然而,節育這個在私底下 如此廣為接受的想法, 在公眾顯然遭受很大反對。 有些人認為我們談的避孕, 是墮胎的代碼, 事實並非如此。 有些人 ──我們就打開天窗說亮話吧── 覺得這個話題令他們不自在, 因為這在談性行為。 有些人擔心 家庭計畫的真正目的 是控制人口。 但這些都是枝節的問題, 攀附在這個核心信念上, 即男人女人都應該 能決定什麼時候要有小孩。 結果是,節育幾乎已完全 自全球衛生綱領上消失。
The victims of this paralysis are the people of sub-Saharan Africa and South Asia. Here in Germany, the proportion of people that use contraception is about 66 percent. That's about what you'd expect. In El Salvador, very similar, 66 percent. Thailand, 64 percent. But let's compare that to other places, like Uttar Pradesh, one of the largest states in India. In fact, if Uttar Pradesh was its own country, it would be the fifth largest country in the world. Their contraception rate -- 29 percent. Nigeria, the most populous country in Africa, 10 percent. Chad, 2 percent. Let's just take one country in Africa, Senegal. Their rate is about 12 percent.

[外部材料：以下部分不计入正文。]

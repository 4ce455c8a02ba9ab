//! # Genesis Loading
//!
//! Reads the genesis document from disk, or generates a single-validator
//! devnet genesis when none is configured.

use anyhow::{Context, Result};
use k256::ecdsa::SigningKey;
use sc_02_transaction::address_from_pubkey;
use sc_07_block_app::{GenesisDoc, GenesisHolder, GenesisValidator};
use shared_types::{short_hex, GovParams};
use std::path::Path;
use tracing::info;

/// Balance given to the devnet validator.
pub const DEVNET_BALANCE: u128 = 1_000_000_000_000;

/// Power of the devnet validator.
pub const DEVNET_POWER: u64 = 100;

pub fn load_genesis(path: &Path) -> Result<GenesisDoc> {
    let bytes = std::fs::read(path).with_context(|| format!("Failed to read genesis {}", path.display()))?;
    let genesis = GenesisDoc::from_json(&bytes).context("Failed to parse genesis")?;
    genesis.validate().context("Invalid genesis")?;
    info!(
        "Loaded genesis {} from {}: {} validators, {} holders",
        genesis.chain_id,
        path.display(),
        genesis.validators.len(),
        genesis.holders.len()
    );
    Ok(genesis)
}

/// A fresh single-validator genesis with a random key.
pub fn devnet_genesis(chain_id: &str) -> GenesisDoc {
    let key = SigningKey::random(&mut rand::thread_rng());
    let address = address_from_pubkey(key.verifying_key());
    let pub_key = key.verifying_key().to_encoded_point(true).as_bytes().to_vec();
    info!("Generated devnet validator {}", short_hex(&address));

    GenesisDoc {
        chain_id: chain_id.to_string(),
        validators: vec![GenesisValidator {
            address,
            pub_key,
            power: DEVNET_POWER,
        }],
        holders: vec![GenesisHolder {
            address,
            balance: DEVNET_BALANCE,
        }],
        gov_params: GovParams::devnet(),
    }
}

這個癱瘓政策的受害者, 是撒哈拉沙漠以南的非洲人 及南亞人。 在德國這裡, 大眾使用避孕法的比例 約為 66%。 這數字跟預期差不多。 在薩爾瓦多也很類似,66%。 泰國,64%, 但將此數字與其他地方相較, 如印度的大省「北方邦」。 事實上,如果北方邦獨立, 會是世界上第五大國家。 他們的避孕率,29%。 奈及利亞,非洲人口 最密集的國家,10%。 查德,2%。 就拿非洲的塞內加爾為例。 他們的避孕率約為 12%。
But why is it so low? One reason is that the most popular contraceptives are rarely available. Women in Africa will tell you over and over again that what they prefer today is an injectable. They get it in their arm -- and they go about four times a year, they have to get it every three months -- to get their injection. The reason women like it so much in Africa is they can hide it from their husbands, who sometimes want a lot of children. The problem is every other time a woman goes into a clinic in Senegal, that injection is stocked out. It's stocked out 150 days out of the year. So can you imagine the situation -- she walks all this way to go get her injection. She leaves her field, sometimes leaves her children, and it's not there. And she doesn't know when it's going to be available again. This is the same story across the continent of Africa today.
但為什麼會這麼低? 原因之一是拿不到 最普遍使用的避孕用品。 非洲女人會一再地告訴你, 她們現在比較喜歡用注射法。 她們在手臂上打一針, 一年打四次, 她們必須每三個月打一次。 非洲婦女這麼喜歡這種方法的原因 是她們可以向丈夫隱瞞, 丈夫有時候想要很多小孩。 問題是塞內加爾的女人去診所時, 常常發現注射劑缺貨。 每年有 150 天缺貨。 你可以想像這種情況嗎? 她走了好長一段路去打避孕針。 她得丟下她的田, 有時候還得丟下孩子, 卻發現沒有藥。 她也不知道 什麼時候才會再進貨。 這樣的故事 每天都在非洲大陸上演。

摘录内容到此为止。